After collecting data for 20 years, Adams concluded that a student’s grandmother was far more likely to die before midterms than at any other time of the year. More specifically, his research showed that grandmothers are 10 times more likely to die before a midterm, and 19 times more likely to die before a final exam. Grannies of students who weren’t doing well in their classes were at even higher risk of meeting their maker: Students who were failing a class were 50 times as likely as others to lose a grandmother.

Like many professors, I’ve encountered this phenomenon, and I can tell you that it’s really difficult to address. No one wants to demand that a genuinely grieving grandchild produce a death certificate, but no one wants to be “played,” either. It calls for finesse.

Recently, this coincidence of grandparental death and exam times was the subject of an article that included a survey of several instructors, who were asked how they coped with this particular dilemma.
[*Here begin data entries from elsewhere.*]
//! Traversal helpers over [`Graph`].

use super::Graph;
use std::collections::{BTreeSet, VecDeque};
use std::hash::Hash;

/// Connected components, each sorted ascending, ordered by their smallest vertex.
pub fn components<V, E>(g: &Graph<V, E>) -> Vec<Vec<V>>
where
    V: Copy + Ord + Hash,
{
    let mut visited: BTreeSet<V> = BTreeSet::new();
    let mut out: Vec<Vec<V>> = Vec::new();
    for start in g.vertices() {
        if !visited.insert(start) {
            continue;
        }
        let mut component = vec![start];
        let mut stack = vec![start];
        while let Some(v) = stack.pop() {
            for w in g.neighbors(v) {
                if visited.insert(w) {
                    component.push(w);
                    stack.push(w);
                }
            }
        }
        component.sort();
        out.push(component);
    }
    out
}

/// Breadth-first spanning tree rooted at `root`, as `(parent, child)` pairs in visit order.
pub fn breadth_first_tree<V, E>(g: &Graph<V, E>, root: V) -> Vec<(V, V)>
where
    V: Copy + Ord + Hash,
{
    breadth_first_tree_with(g, root, |_, _, _| true)
}

/// Like [`breadth_first_tree`], but only follows edges accepted by `follow(from, to, data)`.
pub fn breadth_first_tree_with<V, E, F>(g: &Graph<V, E>, root: V, mut follow: F) -> Vec<(V, V)>
where
    V: Copy + Ord + Hash,
    F: FnMut(V, V, &E) -> bool,
{
    let mut visited: BTreeSet<V> = BTreeSet::new();
    let mut queue: VecDeque<V> = VecDeque::new();
    let mut out: Vec<(V, V)> = Vec::new();
    visited.insert(root);
    queue.push_back(root);
    while let Some(v) = queue.pop_front() {
        for w in g.neighbors(v) {
            if visited.contains(&w) {
                continue;
            }
            let Some(data) = g.edge_data(v, w) else {
                continue;
            };
            if !follow(v, w, data) {
                continue;
            }
            visited.insert(w);
            out.push((v, w));
            queue.push_back(w);
        }
    }
    out
}
use anchorage::{AnchorLayout, Edge, ItemRef, LayoutOptions, Rect, Size, SizedItem};
use criterion::{BatchSize, BenchmarkId, Criterion, criterion_group, criterion_main};
use std::hint::black_box;
use std::time::Duration;

#[derive(Debug, Clone, Copy)]
struct GridCase {
    rows: usize,
    columns: usize,
    simplify: bool,
}

impl GridCase {
    /// Rows of flexible items chained left to right, each row hung below the previous one and
    /// every row end tied to the layout so the program has one cycle per row.
    fn build(&self) -> AnchorLayout<SizedItem> {
        let mut layout = AnchorLayout::with_options(LayoutOptions {
            simplify: self.simplify,
            ..Default::default()
        });
        let mut above: Vec<ItemRef> = vec![ItemRef::Layout; self.columns];

        for row in 0..self.rows {
            let mut previous = ItemRef::Layout;
            for column in 0..self.columns {
                let grow = ((row * 7 + column * 3) % 5) as f64;
                let item = layout.add_item(SizedItem::new(
                    Size::new(10.0 + grow, 8.0),
                    Size::new(30.0 + grow * 4.0, 16.0),
                    Size::new(90.0 + grow * 10.0, 24.0),
                ));
                let item = ItemRef::Item(item);
                let (edge, spacing) = match previous {
                    ItemRef::Layout => (Edge::Left, None),
                    ItemRef::Item(_) => (Edge::Right, Some(4.0)),
                };
                let _ = layout.add_anchor(previous, edge, item, Edge::Left, spacing);

                let (edge, spacing) = match above[column] {
                    ItemRef::Layout => (Edge::Top, None),
                    ItemRef::Item(_) => (Edge::Bottom, Some(2.0)),
                };
                let _ = layout.add_anchor(above[column], edge, item, Edge::Top, spacing);

                previous = item;
                above[column] = item;
            }
            let _ = layout.add_anchor(previous, Edge::Right, ItemRef::Layout, Edge::Right, None);
        }
        for item in above {
            let _ = layout.add_anchor(item, Edge::Bottom, ItemRef::Layout, Edge::Bottom, None);
        }
        layout
    }
}

fn bench_solve(c: &mut Criterion) {
    let mut group = c.benchmark_group("solve");
    group.measurement_time(Duration::from_secs(10));

    let cases = [
        ("grid_3x3", 3usize, 3usize),
        ("grid_8x6", 8usize, 6usize),
        ("grid_16x10", 16usize, 10usize),
    ];

    for (name, rows, columns) in cases {
        for simplify in [true, false] {
            let case = GridCase {
                rows,
                columns,
                simplify,
            };
            let id = if simplify { "simplified" } else { "raw" };
            group.bench_with_input(BenchmarkId::new(id, name), &case, |b, case| {
                b.iter_batched(
                    || case.build(),
                    |mut layout| {
                        layout.set_geometry(black_box(Rect::new(0.0, 0.0, 800.0, 600.0)));
                        black_box(layout.has_conflicts());
                    },
                    BatchSize::LargeInput,
                )
            });
        }
    }

    group.finish();
}

criterion_group!(benches, bench_solve);
criterion_main!(benches);
use serde::{Deserialize, Serialize};

use crate::error::Result;
use crate::model::{LayoutDirection, Margins, Orientation};

/// Layout-wide configuration.
///
/// Every field has a default, so a partial JSON document such as `{"horizontal_spacing": 4}`
/// is a valid configuration.
#[derive(Debug, Clone, PartialEq, Serialize, Deserialize)]
#[serde(default)]
pub struct LayoutOptions {
    /// Default horizontal spacing; overrides the style when set to a non-negative value.
    pub horizontal_spacing: Option<f64>,
    pub vertical_spacing: Option<f64>,
    /// Fuse chains, duplicates and zero-sized anchors before solving.
    pub simplify: bool,
    pub contents_margins: Margins,
    pub direction: LayoutDirection,
    /// Overrides the simplex pivot budget (which otherwise grows with the tableau size).
    pub max_simplex_iterations: Option<usize>,
}

impl Default for LayoutOptions {
    fn default() -> Self {
        Self {
            horizontal_spacing: None,
            vertical_spacing: None,
            simplify: true,
            contents_margins: Margins::default(),
            direction: LayoutDirection::LeftToRight,
            max_simplex_iterations: None,
        }
    }
}

impl LayoutOptions {
    pub fn from_json(text: &str) -> Result<Self> {
        Ok(serde_json::from_str(text)?)
    }

    pub fn to_json(&self) -> Result<String> {
        Ok(serde_json::to_string_pretty(self)?)
    }

    /// The configured spacing for `orientation`, if it should override the style.
    pub fn spacing(&self, orientation: Orientation) -> Option<f64> {
        let value = match orientation {
            Orientation::Horizontal => self.horizontal_spacing,
            Orientation::Vertical => self.vertical_spacing,
        }?;
        (value.is_finite() && value >= 0.0).then_some(value)
    }

    pub(crate) fn set_spacing(&mut self, orientation: Orientation, value: Option<f64>) {
        match orientation {
            Orientation::Horizontal => self.horizontal_spacing = value,
            Orientation::Vertical => self.vertical_spacing = value,
        }
    }
}

#[cfg(test)]
mod tests {
    use super::*;

    #[test]
    fn partial_documents_fill_in_defaults() {
        let options =
            LayoutOptions::from_json(r#"{"horizontal_spacing": 4, "direction": "right_to_left"}"#)
                .unwrap();
        assert_eq!(options.horizontal_spacing, Some(4.0));
        assert_eq!(options.direction, LayoutDirection::RightToLeft);
        assert!(options.simplify);
        assert_eq!(options.contents_margins, Margins::default());
    }

    #[test]
    fn negative_spacing_defers_to_the_style() {
        let options = LayoutOptions {
            vertical_spacing: Some(-1.0),
            ..Default::default()
        };
        assert_eq!(options.spacing(Orientation::Vertical), None);
    }

    #[test]
    fn malformed_documents_are_rejected() {
        assert!(LayoutOptions::from_json(r#"{"simplify": "yes"}"#).is_err());
    }

    #[test]
    fn json_round_trips() {
        let options = LayoutOptions {
            contents_margins: Margins::uniform(2.0),
            max_simplex_iterations: Some(500),
            ..Default::default()
        };
        let text = options.to_json().unwrap();
        assert_eq!(LayoutOptions::from_json(&text).unwrap(), options);
    }
}
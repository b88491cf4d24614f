#[test]
fn version_matches_cargo_pkg_version() {
    assert_eq!(anchorage::VERSION, env!("CARGO_PKG_VERSION"));
    assert!(!anchorage::VERSION.is_empty());
}
//! Graph container APIs used by `anchorage`.
//!
//! This module contains the core `Graph` container plus a small set of traversal helpers
//! re-exported as `anchorage_graphlib::alg`.

use rustc_hash::FxBuildHasher;
use std::collections::{BTreeMap, BTreeSet};
use std::hash::Hash;

use crate::{Error, Result};

pub mod alg;
mod edge_key;

pub use edge_key::EdgeKey;

type HashMap<K, V> = hashbrown::HashMap<K, V, FxBuildHasher>;

/// Undirected graph over copyable vertex handles.
///
/// Vertices exist only while they have at least one incident edge. Each unordered pair of
/// vertices carries at most one payload.
#[derive(Debug, Clone)]
pub struct Graph<V, E> {
    adjacency: BTreeMap<V, BTreeSet<V>>,
    edges: HashMap<EdgeKey<V>, E>,
}

impl<V, E> Default for Graph<V, E>
where
    V: Copy + Ord + Hash,
{
    fn default() -> Self {
        Self::new()
    }
}

impl<V, E> Graph<V, E>
where
    V: Copy + Ord + Hash,
{
    pub fn new() -> Self {
        Self {
            adjacency: BTreeMap::new(),
            edges: HashMap::default(),
        }
    }

    pub fn vertex_count(&self) -> usize {
        self.adjacency.len()
    }

    pub fn edge_count(&self) -> usize {
        self.edges.len()
    }

    pub fn is_empty(&self) -> bool {
        self.edges.is_empty()
    }

    pub fn contains_vertex(&self, v: V) -> bool {
        self.adjacency.contains_key(&v)
    }

    pub fn has_edge(&self, v1: V, v2: V) -> bool {
        self.edges.contains_key(&EdgeKey::new(v1, v2))
    }

    /// Connects `v1` and `v2`. The pair must not be connected already and must be distinct;
    /// violating either leaves the graph untouched.
    pub fn create_edge(&mut self, v1: V, v2: V, data: E) -> Result<()> {
        if v1 == v2 {
            return Err(Error::SelfLoop);
        }
        let key = EdgeKey::new(v1, v2);
        if self.edges.contains_key(&key) {
            return Err(Error::DuplicateEdge);
        }
        self.edges.insert(key, data);
        self.adjacency.entry(v1).or_default().insert(v2);
        self.adjacency.entry(v2).or_default().insert(v1);
        Ok(())
    }

    pub fn edge_data(&self, v1: V, v2: V) -> Option<&E> {
        self.edges.get(&EdgeKey::new(v1, v2))
    }

    pub fn edge_data_mut(&mut self, v1: V, v2: V) -> Option<&mut E> {
        self.edges.get_mut(&EdgeKey::new(v1, v2))
    }

    /// Removes the connection and hands its payload back to the caller.
    pub fn take_edge(&mut self, v1: V, v2: V) -> Option<E> {
        let data = self.edges.remove(&EdgeKey::new(v1, v2))?;
        self.unlink(v1, v2);
        self.unlink(v2, v1);
        Some(data)
    }

    /// Removes the connection, returning whether one existed.
    pub fn remove_edge(&mut self, v1: V, v2: V) -> bool {
        self.take_edge(v1, v2).is_some()
    }

    fn unlink(&mut self, from: V, to: V) {
        let Some(set) = self.adjacency.get_mut(&from) else {
            return;
        };
        set.remove(&to);
        if set.is_empty() {
            self.adjacency.remove(&from);
        }
    }

    /// Neighbors of `v` in ascending order. Empty for unknown vertices.
    pub fn adjacent_vertices(&self, v: V) -> Vec<V> {
        self.neighbors(v).collect()
    }

    pub fn neighbors(&self, v: V) -> impl Iterator<Item = V> + '_ {
        self.adjacency
            .get(&v)
            .into_iter()
            .flat_map(|set| set.iter().copied())
    }

    pub fn degree(&self, v: V) -> usize {
        self.adjacency.get(&v).map_or(0, BTreeSet::len)
    }

    /// Every vertex with at least one incident edge, ascending.
    pub fn vertices(&self) -> impl Iterator<Item = V> + '_ {
        self.adjacency.keys().copied()
    }

    /// Every connected pair exactly once as `(smaller, larger)`, ascending.
    pub fn connections(&self) -> Vec<(V, V)> {
        let mut out = Vec::with_capacity(self.edges.len());
        for (&v, set) in &self.adjacency {
            for &w in set.range(v..) {
                if w != v {
                    out.push((v, w));
                }
            }
        }
        out
    }

    /// Edge payloads in the same order as [`Graph::connections`].
    pub fn edges(&self) -> impl Iterator<Item = (EdgeKey<V>, &E)> + '_ {
        self.connections().into_iter().filter_map(move |(v, w)| {
            let key = EdgeKey::new(v, w);
            self.edges.get(&key).map(|e| (key, e))
        })
    }

    pub fn clear(&mut self) {
        self.adjacency.clear();
        self.edges.clear();
    }
}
Here is my favorite–one I fully intend to adopt.

Dear Student: I’m very sorry to hear of the loss in your family. Please know you are all in my thoughts in this difficult time. I understand the importance of family in times of grief, and I hope you can be a source of support for your parents in what is one of the most difficult life transitions we all must face as we get older.

I would very much like to send your [Mom or Dad] a card and a short note to let them know they are in my thoughts and to single you out for praise in being so proactive and forthright in speaking to me. Would you be kind enough to send along [his or her] snail mail address so I can get this in the mail in the next day or so?

[H/T to Jim Brown, who posted this article on Facebook!]

13 Comments

  1. Or simply have a policy of requiring a note from the funeral direct or a copy of the obituary with their name listed.

  2. I like the idea of the card, very funny. I have worked with a few individuals who were rumored to have 5 or 6 grandmothers that died during the course of their employment.

  3. I love it–and it’s an excellent idea. You could also ask for a phone number so you can call the parents and express your condolences.

  4. I know it’s a downer but something serious sprang from my brain clutter as a result of Sheila’s “First World annoyances” tag and her “but no one wants to be “played,” either” line.

    Those who don’t realize that sources like Fox News are paid political ads who use pseudo news the same way that the fossil fuel industry uses pseudoscience to sell what they want their sources of income to believe, are forced to live in a pseudo world. In that world a huge percentage of federal expenses (some guess 47%) are give always to welfare queens. And they react angrily as no one wants to be “played”.

    Me either. And there is no doubt that we are being played by the welfare cheats.

    I recently wrote to one pseudo news manipulant the following:

    It seems as if the one scenario that everyone would support is full employment for every family with compensation such that every one lived above the minimum standards of comfort and security that our society expects. Right?

    What’s in the way of that? Not enough jobs for all workers. Inadequately paying jobs. Bad luck (illness, disability, company failure, learning disabilities, etc). Dysfunctional lifestyle/culture/choices/ambition(drugs, irresponsible sex, crime, etc), Educational/training limitations. Others?

    The first two are largely in the US the responsibility of business. Some times are good some times are bad as business builds and slumps largely due to vision, innovation, foresight, luck, etc from the business world. When times are bad we generally respond as described next for bad luck.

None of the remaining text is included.